▸ Task goal: Give back every line of the material exactly, as it appears below.

▸ Exercise data:

#[tokio::test]
async fn test_status_report() {
    let dir = items_project();
    let store = ScriptStore::single_dir(dir.path());
    let mut session = connect().await;

    let fresh = status(&mut session).await.unwrap();
    assert_eq!(fresh.current_version, 0);
    assert!(fresh.is_fresh());
    assert!(!fresh.locked);

    MigrationExecutor::new(&store, &NoopReportWriter)
        .migrate(&mut session)
        .await
        .unwrap();
    let report = status(&mut session).await.unwrap();

    assert_eq!(report.current_version, 4);
    let versions: Vec<i64> = report.entries.iter().map(|e| e.version).collect();
    assert_eq!(versions, vec![4, 3, 2, 1]);
    assert!(report.entries.iter().all(|e| e.applied_at.is_some()));
}

#[tokio::test]
async fn test_custom_table_names() {
    let tables = TableNames {
        history: "schema_log".to_string(),
        lock: "schema_lock".to_string(),
    };
    let dir = script_dir(&[("V1__create.sql", "CREATE TABLE accounts (id INTEGER);")]);
    let store = ScriptStore::single_dir(dir.path());
    let mut session = Session::connect("sqlite::memory:", &tables).await.unwrap();

    MigrationExecutor::new(&store, &NoopReportWriter)
        .migrate(&mut session)
        .await
        .unwrap();

    assert!(table_exists(&mut session, "schema_log").await);
    assert!(table_exists(&mut session, "schema_lock").await);
    assert!(!table_exists(&mut session, "migration_history").await);
}

#[tokio::test]
async fn test_json_reports_on_disk() {
    let dir = items_project();
    let out = tempfile::tempdir().unwrap();
    let store = ScriptStore::single_dir(dir.path());
    let reports = JsonReportWriter::new(out.path());
    let mut session = connect().await;

    MigrationExecutor::new(&store, &reports)
        .migrate(&mut session)
        .await
        .unwrap();
    RollbackExecutor::new(&store, &reports)
        .rollback_last(&mut session)
        .await
        .unwrap();

    let migrate_file = out.path().join("migrate/migration_report.json");
    let rollback_file = out.path().join("rollback/rollback_report.json");
    assert!(Path::new(&migrate_file).is_file());
    assert!(Path::new(&rollback_file).is_file());

    let rolled: serde_json::Value =
        serde_json::from_str(&fs::read_to_string(rollback_file).unwrap()).unwrap();
    assert_eq!(rolled[0]["scriptName"], "V4__third_item.sql");
    assert_eq!(rolled[0]["status"], "ROLLED_BACK");
    assert_eq!(reports.read_all(RunKind::Migrate).unwrap().len(), 4);
}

▸ Your response:
#[tokio::test]
async fn test_status_report() {
    let dir = items_project();
    let store = ScriptStore::single_dir(dir.path());
    let mut session = connect().await;

    let fresh = status(&mut session).await.unwrap();
    assert_eq!(fresh.current_version, 0);
    assert!(fresh.is_fresh());
    assert!(!fresh.locked);

    MigrationExecutor::new(&store, &NoopReportWriter)
        .migrate(&mut session)
        .await
        .unwrap();
    let report = status(&mut session).await.unwrap();

    assert_eq!(report.current_version, 4);
    let versions: Vec<i64> = report.entries.iter().map(|e| e.version).collect();
    assert_eq!(versions, vec![4, 3, 2, 1]);
    assert!(report.entries.iter().all(|e| e.applied_at.is_some()));
}

#[tokio::test]
async fn test_custom_table_names() {
    let tables = TableNames {
        history: "schema_log".to_string(),
        lock: "schema_lock".to_string(),
    };
    let dir = script_dir(&[("V1__create.sql", "CREATE TABLE accounts (id INTEGER);")]);
    let store = ScriptStore::single_dir(dir.path());
    let mut session = Session::connect("sqlite::memory:", &tables).await.unwrap();

    MigrationExecutor::new(&store, &NoopReportWriter)
        .migrate(&mut session)
        .await
        .unwrap();

    assert!(table_exists(&mut session, "schema_log").await);
    assert!(table_exists(&mut session, "schema_lock").await);
    assert!(!table_exists(&mut session, "migration_history").await);
}

#[tokio::test]
async fn test_json_reports_on_disk() {
    let dir = items_project();
    let out = tempfile::tempdir().unwrap();
    let store = ScriptStore::single_dir(dir.path());
    let reports = JsonReportWriter::new(out.path());
    let mut session = connect().await;

    MigrationExecutor::new(&store, &reports)
        .migrate(&mut session)
        .await
        .unwrap();
    RollbackExecutor::new(&store, &reports)
        .rollback_last(&mut session)
        .await
        .unwrap();

    let migrate_file = out.path().join("migrate/migration_report.json");
    let rollback_file = out.path().join("rollback/rollback_report.json");
    assert!(Path::new(&migrate_file).is_file());
    assert!(Path::new(&rollback_file).is_file());

    let rolled: serde_json::Value =
        serde_json::from_str(&fs::read_to_string(rollback_file).unwrap()).unwrap();
    assert_eq!(rolled[0]["scriptName"], "V4__third_item.sql");
    assert_eq!(rolled[0]["status"], "ROLLED_BACK");
    assert_eq!(reports.read_all(RunKind::Migrate).unwrap().len(), 4);
}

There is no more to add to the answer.